When I create the mask the datatype was dtype=np.uint which created an array of uint32 numbers in my Windows machine, while on colab it was uint64. PIL fromarray works only on uint32 array. That is why it worked on Win and not on colab.

barnacl · February 4, 2020, 8:25am

in the Unknown Labels notebook - “I’m choosing a very high threshold for our metrics as we want only super confident answers (as we only have one label)” shouldn’t we be setting the thresh on the loss function - loss_func=BCEWithLogitsLossFlat(thresh=0.1), for us to get confident answers ?

navneetkrch · February 4, 2020, 10:55am

Hey,
I had a few questions related to putting fastai models in production.

Do you have experience with putting fastai Tabular models in production?
How did you handle the preprocessing of the tabular data for test?

muellerzr · February 4, 2020, 2:45pm

@navneetkrch for 2, our test_dl (which you can still use after an exported learner) will apply the preprocess first you. What I mean is assume ‘df’ is some test dataframe I loaded into pandas

learn = load_learner(myModel)
dl = learn.dls.test_dl(df)
learn.get_preds(dl=dl)

mgloria · February 4, 2020, 2:55pm

I see the point in the question - cannot properly answer it BUT what we are doing in our case on accuracy_multi is this:

return ((inp>thresh)==targ.bool()).float().mean()

So basically for each potential class that is returned for an image we only take it as a candidate if the model was at least as confident as the threshold.

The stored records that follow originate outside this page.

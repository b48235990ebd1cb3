use anyhow::Result;
use log::{error, info};
use serde::Serialize;
use teslabms_lib::module::ModuleRecord;
use teslabms_lib::pack::{PackAggregate, PackManager, PollReport};
use teslabms_lib::transport::Transport;

use crate::commandline::OutputFormat;

#[derive(Debug, Serialize)]
struct FailureView {
    address: u8,
    error: String,
}

#[derive(Debug, Serialize)]
struct Snapshot<'a> {
    timestamp: String,
    modules: &'a [ModuleRecord],
    aggregate: &'a PackAggregate,
    failures: Vec<FailureView>,
}

pub fn print_report(modules: &[ModuleRecord], report: &PollReport, format: OutputFormat) -> Result<()> {
    let snapshot = Snapshot {
        timestamp: chrono::Local::now().to_rfc3339(),
        modules,
        aggregate: &report.aggregate,
        failures: report
            .failures
            .iter()
            .map(|f| FailureView {
                address: f.address,
                error: f.error.to_string(),
            })
            .collect(),
    };
    match format {
        OutputFormat::Json => println!("{}", serde_json::to_string(&snapshot)?),
        OutputFormat::Debug => {
            println!("--- Data at {} ---", snapshot.timestamp);
            for module in snapshot.modules {
                println!("Module {}: {:?}", module.address, module);
            }
            println!("Pack: {:?}", snapshot.aggregate);
            for failure in &snapshot.failures {
                println!("Module {} failed: {}", failure.address, failure.error);
            }
            println!("--------------------------");
        }
    }
    Ok(())
}

pub fn run<T: Transport>(
    mut pack: PackManager<T>,
    interval: std::time::Duration,
    balance: Option<u8>,
    format: OutputFormat,
) -> Result<()> {
    info!("Starting daemon mode: interval={interval:?}, balance={balance:?}, format={format:?}");
    loop {
        match pack.read_all_volt_temp() {
            Ok(report) => {
                print_report(pack.modules(), &report, format)?;
                if let Some(duration) = balance {
                    match pack.balance_cells(duration) {
                        Ok(commands) => info!("Balancing {} modules", commands.len()),
                        Err(e) => error!("Error balancing cells: {e}"),
                    }
                }
            }
            Err(e) => error!("Error reading pack: {e}"),
        }
        std::thread::sleep(interval);
    }
}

Then we check it agains the actual target to see if we were right or not. So I believe @muellerzr probably meant 0.9 instead of 0.1 if we want to be super sure as I believe he corrected himself later in the video.

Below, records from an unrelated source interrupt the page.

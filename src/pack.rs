//! The whole pack: address assignment, polling and balancing.

use crate::balance::{self, BalanceCommand};
use crate::bus::BusClient;
use crate::driver;
use crate::error::{DiscoveryStage, Error, Result};
use crate::module::{Freshness, ModuleRecord};
use crate::protocol::*;
use crate::transport::Transport;
use std::time::Duration;

#[cfg(feature = "serde")]
use serde::{Deserialize, Serialize};

#[derive(Debug, Clone, PartialEq)]
pub struct PackSettings {
    pub max_reset_attempts: u32,
    pub max_address_attempts: u32,
    /// Pause between discovery retries, after stopping balancing and between
    /// the two balancing writes.
    pub command_pause: Duration,
    pub balance_tolerance: f32,
    /// Reads of the balance control register after balancing, for the log only.
    pub balance_monitor_iterations: u32,
    pub balance_monitor_interval: Duration,
}

impl Default for PackSettings {
    fn default() -> Self {
        Self {
            max_reset_attempts: 50,
            max_address_attempts: 50,
            command_pause: Duration::from_millis(20),
            balance_tolerance: balance::DEFAULT_TOLERANCE,
            balance_monitor_iterations: 10,
            balance_monitor_interval: Duration::from_secs(1),
        }
    }
}

/// Progress of one chain slot through discovery.
#[derive(Debug, Clone, Copy, PartialEq, Eq)]
enum AddressState {
    Unaddressed,
    AddressPending { address: u8, attempts: u32 },
    Addressed(u8),
}

/// Pack-wide values of one poll cycle, taken over the modules read
/// successfully in that cycle.
#[derive(Debug, Clone, PartialEq, Default)]
#[cfg_attr(feature = "serde", derive(Serialize, Deserialize))]
pub struct PackAggregate {
    pub pack_voltage: f32,
    pub lowest_cell_voltage: Option<f32>,
    pub highest_cell_voltage: Option<f32>,
    pub lowest_temperature: Option<f32>,
    pub highest_temperature: Option<f32>,
    pub fresh_modules: usize,
}

impl PackAggregate {
    pub fn from_modules(modules: &[ModuleRecord]) -> Self {
        let mut aggregate = Self::default();
        for module in modules.iter().filter(|m| m.is_fresh()) {
            aggregate.fresh_modules += 1;
            aggregate.pack_voltage += module.module_voltage;
            fold_min(&mut aggregate.lowest_cell_voltage, module.lowest_cell_voltage());
            fold_max(&mut aggregate.highest_cell_voltage, module.highest_cell_voltage());
            fold_min(
                &mut aggregate.lowest_temperature,
                module.temperature_extremes.lowest,
            );
            fold_max(
                &mut aggregate.highest_temperature,
                module.temperature_extremes.highest,
            );
        }
        aggregate
    }
}

fn fold_min(current: &mut Option<f32>, value: f32) {
    *current = Some(current.map_or(value, |c| c.min(value)));
}

fn fold_max(current: &mut Option<f32>, value: f32) {
    *current = Some(current.map_or(value, |c| c.max(value)));
}

/// A module that could not be read in a cycle.
#[derive(Debug)]
pub struct ModuleFailure {
    pub address: u8,
    pub error: Error,
}

#[derive(Debug)]
pub struct PollReport {
    pub aggregate: PackAggregate,
    pub failures: Vec<ModuleFailure>,
}

fn pause(duration: Duration) {
    if !duration.is_zero() {
        std::thread::sleep(duration);
    }
}

/// CRC failures and silence are worth another attempt, anything else is not.
fn is_retryable(err: &Error) -> bool {
    matches!(
        err,
        Error::CrcMismatch { .. } | Error::NoResponse { .. } | Error::ReplySize { .. }
    )
}

#[derive(Debug)]
pub struct PackManager<T: Transport> {
    bus: BusClient<T>,
    modules: Vec<ModuleRecord>,
    settings: PackSettings,
}

impl<T: Transport> PackManager<T> {
    pub fn new(bus: BusClient<T>, settings: PackSettings) -> Self {
        Self {
            bus,
            modules: Vec::new(),
            settings,
        }
    }

    pub fn modules(&self) -> &[ModuleRecord] {
        &self.modules
    }

    pub fn bus(&self) -> &BusClient<T> {
        &self.bus
    }

    pub fn bus_mut(&mut self) -> &mut BusClient<T> {
        &mut self.bus
    }

    fn broadcast(&mut self, register: u8, value: u8) -> Result<()> {
        self.bus.write(BROADCAST, register, value)?;
        Ok(())
    }

    /// Drops every module of the chain back to address 0.
    pub fn reset_module_addresses(&mut self) -> Result<()> {
        log::debug!("Resetting module addresses");
        let attempts = self.settings.max_reset_attempts;
        for attempt in 1..=attempts {
            match self.bus.write(BROADCAST, REG_RESET, RESET_MAGIC) {
                Ok(ack) if ack == RESET_ACK => {
                    log::debug!("Module addresses reset after {} attempts", attempt);
                    return Ok(());
                }
                Ok(ack) => log::trace!("Unexpected reset acknowledgment {:02X?}", ack),
                Err(err) if is_retryable(&err) => {
                    log::trace!("Failed try {} of {}, repeating ({err})", attempt, attempts)
                }
                Err(err) => return Err(err),
            }
            pause(self.settings.command_pause);
        }
        Err(Error::DiscoveryTimeout {
            stage: DiscoveryStage::Reset,
            attempts,
        })
    }

    /// True when an unaddressed module sits at the head of the remaining chain.
    fn probe_unaddressed(&mut self) -> Result<bool> {
        let rx_buffer = self.bus.read_no_crc(UNADDRESSED, REG_DEV_STATUS, 1)?;
        Ok(rx_buffer.starts_with(&DISCOVERY_SIGNATURE))
    }

    /// True when a module answers at `address` and reports it as its own.
    fn answers_at(&mut self, address: u8) -> Result<bool> {
        match self.bus.read(address, REG_ADDR_CTRL, 1) {
            Ok(rx_buffer) => Ok(rx_buffer
                .get(ECHO_LENGTH)
                .is_some_and(|value| value & BROADCAST == address)),
            Err(err) if is_retryable(&err) => Ok(false),
            Err(err) => Err(err),
        }
    }

    fn try_assign_address(&mut self, address: u8) -> Result<bool> {
        let value = address | ADDRESS_ASSIGN_FLAG;
        let expected = [REPLY_FLAG | 0x01, REG_ADDR_CTRL, value];
        match self.bus.write(UNADDRESSED, REG_ADDR_CTRL, value) {
            Ok(ack) if ack.starts_with(&expected) => return Ok(true),
            Ok(ack) => log::trace!("Unexpected address acknowledgment {:02X?}", ack),
            Err(err) if is_retryable(&err) => {
                log::trace!("Address {} not acknowledged ({err})", address)
            }
            Err(err) => return Err(err),
        }
        // a lost ack may hide a module that took the address; retrying at
        // address 0 would then hand the same address to the next module
        if self.answers_at(address)? {
            log::debug!("Module took address {} without acknowledging", address);
            return Ok(true);
        }
        Ok(false)
    }

    /// Resets the chain and hands out addresses 1, 2, ... in chain order.
    ///
    /// Only the first unaddressed module answers address 0, so each
    /// assignment exposes the next module. Discovery ends at the first probe
    /// nobody answers. Modules addressed before a failure stay known.
    pub fn auto_assign_module_addresses(&mut self) -> Result<usize> {
        self.modules.clear();
        self.reset_module_addresses()?;
        log::debug!("Assigning module addresses");

        'discovery: for address in 1..=MAX_MODULE_ADDR {
            let mut state = AddressState::Unaddressed;
            loop {
                state = match state {
                    AddressState::Unaddressed => {
                        if !self.probe_unaddressed()? {
                            break 'discovery;
                        }
                        log::debug!("Unaddressed module found, assigning address {}", address);
                        AddressState::AddressPending {
                            address,
                            attempts: 0,
                        }
                    }
                    AddressState::AddressPending { address, attempts } => {
                        if attempts >= self.settings.max_address_attempts {
                            return Err(Error::DiscoveryTimeout {
                                stage: DiscoveryStage::AddressAssignment(address),
                                attempts,
                            });
                        }
                        if self.try_assign_address(address)? {
                            AddressState::Addressed(address)
                        } else {
                            pause(self.settings.command_pause);
                            AddressState::AddressPending {
                                address,
                                attempts: attempts + 1,
                            }
                        }
                    }
                    AddressState::Addressed(address) => {
                        self.modules.push(ModuleRecord::new(address));
                        break;
                    }
                };
            }
        }

        log::info!("Found {} modules", self.modules.len());
        Ok(self.modules.len())
    }

    /// Reads the status flags of every module. Failures are reported per
    /// module and do not stop the sweep.
    pub fn read_all_status(&mut self) -> Vec<ModuleFailure> {
        let mut failures = Vec::new();
        for module in &mut self.modules {
            if let Err(error) = driver::read_status(&mut self.bus, module) {
                log::warn!("Module {} status read failed: {error}", module.address);
                failures.push(ModuleFailure {
                    address: module.address,
                    error,
                });
            }
        }
        failures
    }

    /// One poll cycle. Balancing is stopped first so the bleed resistors do
    /// not skew the readings.
    ///
    /// Readings of the previous cycle are stale from here on; only a
    /// successful read makes a module fresh again, so an aborted cycle leaves
    /// nothing for balancing to act on.
    pub fn read_all_volt_temp(&mut self) -> Result<PollReport> {
        for module in self.modules.iter_mut().filter(|m| m.is_fresh()) {
            module.freshness = Freshness::Stale;
        }
        self.stop_balancing()?;
        pause(self.settings.command_pause);

        let mut failures = Vec::new();
        for module in &mut self.modules {
            log::debug!(
                "Module {} reading voltage and temperature values",
                module.address
            );
            match driver::read_voltage_and_temperature(&mut self.bus, module) {
                Ok(()) => log::debug!(
                    "Module {} (since reset) lowest cell={:.4}V highest cell={:.4}V",
                    module.address,
                    module
                        .cell_extremes
                        .iter()
                        .map(|e| e.lowest)
                        .fold(f32::INFINITY, f32::min),
                    module
                        .cell_extremes
                        .iter()
                        .map(|e| e.highest)
                        .fold(f32::NEG_INFINITY, f32::max)
                ),
                Err(error) => {
                    log::warn!("Module {} read failed: {error}", module.address);
                    module.freshness = Freshness::Stale;
                    failures.push(ModuleFailure {
                        address: module.address,
                        error,
                    });
                }
            }
        }

        let aggregate = PackAggregate::from_modules(&self.modules);
        log::debug!("Pack aggregate: {:?}", aggregate);
        Ok(PollReport {
            aggregate,
            failures,
        })
    }

    /// Switches on the balancing resistors of every cell above the lowest cell
    /// plus tolerance, for `duration` seconds. Modules whose latest read failed
    /// are left out, as is their data when looking for the lowest cell.
    pub fn balance_cells(&mut self, duration: u8) -> Result<Vec<BalanceCommand>> {
        let snapshot: Vec<_> = self
            .modules
            .iter()
            .filter(|m| {
                if !m.is_fresh() {
                    log::debug!("Module {} has no fresh readings, not balancing", m.address);
                }
                m.is_fresh()
            })
            .map(|m| (m.address, m.cell_voltages))
            .collect();

        let commands = balance::plan(&snapshot, self.settings.balance_tolerance);
        for command in &commands {
            log::debug!(
                "Setting balancing duration on Module: {} : 0x{:X}",
                command.address,
                command.mask
            );
            self.bus.write(command.address, REG_BAL_TIME, duration)?;
            pause(self.settings.command_pause);
            self.bus.write(command.address, REG_BAL_CTRL, command.mask)?;
        }

        if let Some(last) = commands.last() {
            self.monitor_balancing(last.address);
        }
        Ok(commands)
    }

    /// Logs the balance control register of `address` a few times.
    pub fn monitor_balancing(&mut self, address: u8) {
        for _ in 0..self.settings.balance_monitor_iterations {
            match self.bus.read(address, REG_BAL_CTRL, 1) {
                Ok(rx_buffer) => log::debug!(
                    "Module {} balance control: {:02X?}",
                    address,
                    rx_buffer
                ),
                Err(err) => log::warn!("Module {} balance control read failed: {err}", address),
            }
            pause(self.settings.balance_monitor_interval);
        }
    }

    pub fn stop_balancing(&mut self) -> Result<()> {
        self.broadcast(REG_BAL_CTRL, 0x00)
    }

    pub fn clear_faults(&mut self) -> Result<()> {
        log::debug!("Resetting alerts and faults");
        self.broadcast(REG_ALERT_STATUS, 0xFF)?;
        self.broadcast(REG_ALERT_STATUS, 0x00)?;
        self.broadcast(REG_FAULT_STATUS, 0xFF)?;
        self.broadcast(REG_FAULT_STATUS, 0x00)?;
        log::debug!("Alerts and faults reset");
        Ok(())
    }

    pub fn sleep_boards(&mut self) -> Result<()> {
        log::debug!("Putting the boards to sleep");
        self.broadcast(REG_IO_CTRL, 0x04)
    }

    pub fn wake_boards(&mut self) -> Result<()> {
        log::debug!("Waking up the boards");
        // clear the sleep bit, then pulse the alert reset
        self.broadcast(REG_IO_CTRL, 0x00)?;
        self.broadcast(REG_ALERT_STATUS, 0x04)?;
        self.broadcast(REG_ALERT_STATUS, 0x00)
    }
}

vijayabhaskar · February 4, 2020, 3:20pm

@muellerzr I’m working on Tabular data, looks like it doesn’t work without the labels for the test set. I ran the your notebook dropping the “sales” in the test set and get_preds throws an error. Probably a bug?

muellerzr · February 4, 2020, 3:21pm

it should. Those tabular notebooks are all severly outdated so it doesn’t surprise me it’s not working. I’d recommend the ones from the course folder in the fastai2 repo under nbs

vijayabhaskar · February 4, 2020, 3:22pm

Ok, I will try that. Thanks.

muellerzr · February 4, 2020, 3:24pm

Once all the notebooks are done for our Image block, I’ll be moving onto tabular. So probably here in the next month at most.

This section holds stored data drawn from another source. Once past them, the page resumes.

//! Simulated daisy chain of modules for tests.
//!
//! Modules answer the way the real boards do: a reply echoes the request
//! with the reply flag set in the address byte, followed by the payload and a
//! CRC. Address 0 reaches the first module of the chain that still has no
//! address; broadcasts are echoed verbatim.

use crate::error::{Error, Result};
use crate::protocol::*;
use crate::transport::Transport;
use std::collections::VecDeque;

const REGISTER_COUNT: usize = 0x40;

#[derive(Debug, Clone)]
pub struct MockModule {
    pub address: u8,
    pub registers: [u8; REGISTER_COUNT],
    /// Flip the CRC of every reply.
    pub corrupt: bool,
    /// Stop answering after being addressed.
    pub silent: bool,
}

impl MockModule {
    fn new() -> Self {
        Self {
            address: UNADDRESSED,
            registers: [0; REGISTER_COUNT],
            corrupt: false,
            silent: false,
        }
    }

    pub fn set_adc(&mut self, module_raw: u16, cells_raw: [u16; CELLS_PER_MODULE], temps_raw: [u16; 2]) {
        let words = std::iter::once(module_raw)
            .chain(cells_raw)
            .chain(temps_raw);
        for (i, word) in words.enumerate() {
            let offset = REG_GPAI as usize + i * 2;
            self.registers[offset..offset + 2].copy_from_slice(&word.to_be_bytes());
        }
    }

    pub fn set_status(&mut self, status: [u8; 4]) {
        let offset = REG_ALERT_STATUS as usize;
        self.registers[offset..offset + 4].copy_from_slice(&status);
    }
}

#[derive(Debug, Default)]
pub struct MockChain {
    modules: Vec<MockModule>,
    inbound: VecDeque<u8>,
    scripted: VecDeque<Vec<u8>>,
    sent: Vec<Vec<u8>>,
    /// Number of reset broadcasts to leave unanswered.
    pub ignored_resets: u32,
    /// Number of address assignments to leave unanswered.
    pub ignored_assignments: u32,
    /// Number of address assignments taken without an acknowledgment.
    pub lost_assignment_acks: u32,
}

impl MockChain {
    pub fn new(n_modules: usize) -> Self {
        Self {
            modules: vec![MockModule::new(); n_modules],
            ..Default::default()
        }
    }

    /// Module at `index` in chain order.
    pub fn module_mut(&mut self, index: usize) -> &mut MockModule {
        &mut self.modules[index]
    }

    pub fn modules(&self) -> &[MockModule] {
        &self.modules
    }

    /// Answers the next request with `reply` instead of simulating it.
    pub fn queue_reply(&mut self, reply: &[u8]) {
        self.scripted.push_back(reply.to_vec());
    }

    /// Puts bytes on the line right away, as line noise would.
    pub fn inject_inbound(&mut self, bytes: &[u8]) {
        self.inbound.extend(bytes);
    }

    pub fn sent_frames(&self) -> &[Vec<u8>] {
        &self.sent
    }

    /// Frames written to `register` of `address`, as `(address, value)`.
    pub fn writes_to(&self, register: u8) -> Vec<(u8, u8)> {
        self.sent
            .iter()
            .filter(|frame| frame.len() == 4 && frame[1] == register)
            .map(|frame| (decode_address_byte(frame[0]).0, frame[2]))
            .collect()
    }

    fn reply(&mut self, mut rx_buffer: Vec<u8>, corrupt: bool) {
        let mut crc = checksum(&rx_buffer);
        if corrupt {
            crc ^= 0xFF;
        }
        rx_buffer.push(crc);
        self.inbound.extend(rx_buffer);
    }

    fn simulate(&mut self, frame: &[u8]) {
        if frame.len() < 3 {
            return;
        }
        let (address, is_write) = decode_address_byte(frame[0]);
        let (register, value) = (frame[1], frame[2]);
        if is_write && (frame.len() != 4 || checksum(&frame[..3]) != frame[3]) {
            return;
        }

        if address == BROADCAST {
            if !is_write {
                return;
            }
            if register == REG_RESET && value == RESET_MAGIC {
                if self.ignored_resets > 0 {
                    self.ignored_resets -= 1;
                    return;
                }
                for module in &mut self.modules {
                    module.address = UNADDRESSED;
                }
            } else {
                for module in &mut self.modules {
                    module.registers[register as usize % REGISTER_COUNT] = value;
                }
            }
            self.reply(frame[..3].to_vec(), false);
            return;
        }

        let Some(index) = self.modules.iter().position(|m| m.address == address) else {
            return;
        };
        if self.modules[index].silent {
            return;
        }
        let echo = vec![frame[0] | REPLY_FLAG, register, value];
        if is_write {
            if register == REG_ADDR_CTRL && value & ADDRESS_ASSIGN_FLAG != 0 {
                if self.ignored_assignments > 0 {
                    self.ignored_assignments -= 1;
                    return;
                }
                self.modules[index].address = value & BROADCAST;
                self.modules[index].registers[REG_ADDR_CTRL as usize] = value;
                if self.lost_assignment_acks > 0 {
                    self.lost_assignment_acks -= 1;
                    return;
                }
            } else {
                self.modules[index].registers[register as usize % REGISTER_COUNT] = value;
            }
            let corrupt = self.modules[index].corrupt;
            self.reply(echo, corrupt);
        } else {
            let module = &self.modules[index];
            let start = register as usize;
            let end = (start + value as usize).min(REGISTER_COUNT);
            let mut rx_buffer = echo;
            rx_buffer.extend_from_slice(&module.registers[start.min(end)..end]);
            let corrupt = module.corrupt;
            self.reply(rx_buffer, corrupt);
        }
    }
}

impl Transport for MockChain {
    fn write_all(&mut self, tx_buffer: &[u8]) -> Result<()> {
        self.sent.push(tx_buffer.to_vec());
        if let Some(reply) = self.scripted.pop_front() {
            self.inbound.extend(reply);
        } else {
            self.simulate(tx_buffer);
        }
        Ok(())
    }

    fn bytes_to_read(&mut self) -> Result<usize> {
        Ok(self.inbound.len())
    }

    fn read_byte(&mut self) -> Result<u8> {
        self.inbound
            .pop_front()
            .ok_or_else(|| Error::Io(std::io::ErrorKind::TimedOut.into()))
    }
}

barnacl · February 4, 2020, 4:25pm

@muellerzr could you please verify if this is correct

muellerzr · February 4, 2020, 4:26pm

Hmmm. Yes probably. You are right. Adjusting the metric let’s use see what it really is, but I’d imagine the model would also fit faster and better with this adjustment. I’m wondering if MultiCategoryBlock allows this threshold (and if not this would be a great PR)

barnacl · February 4, 2020, 4:27pm

hi @mgloria i think this is in a different part of the video. That was in the Multi Label notebook. This is in the Unknown Label notebook.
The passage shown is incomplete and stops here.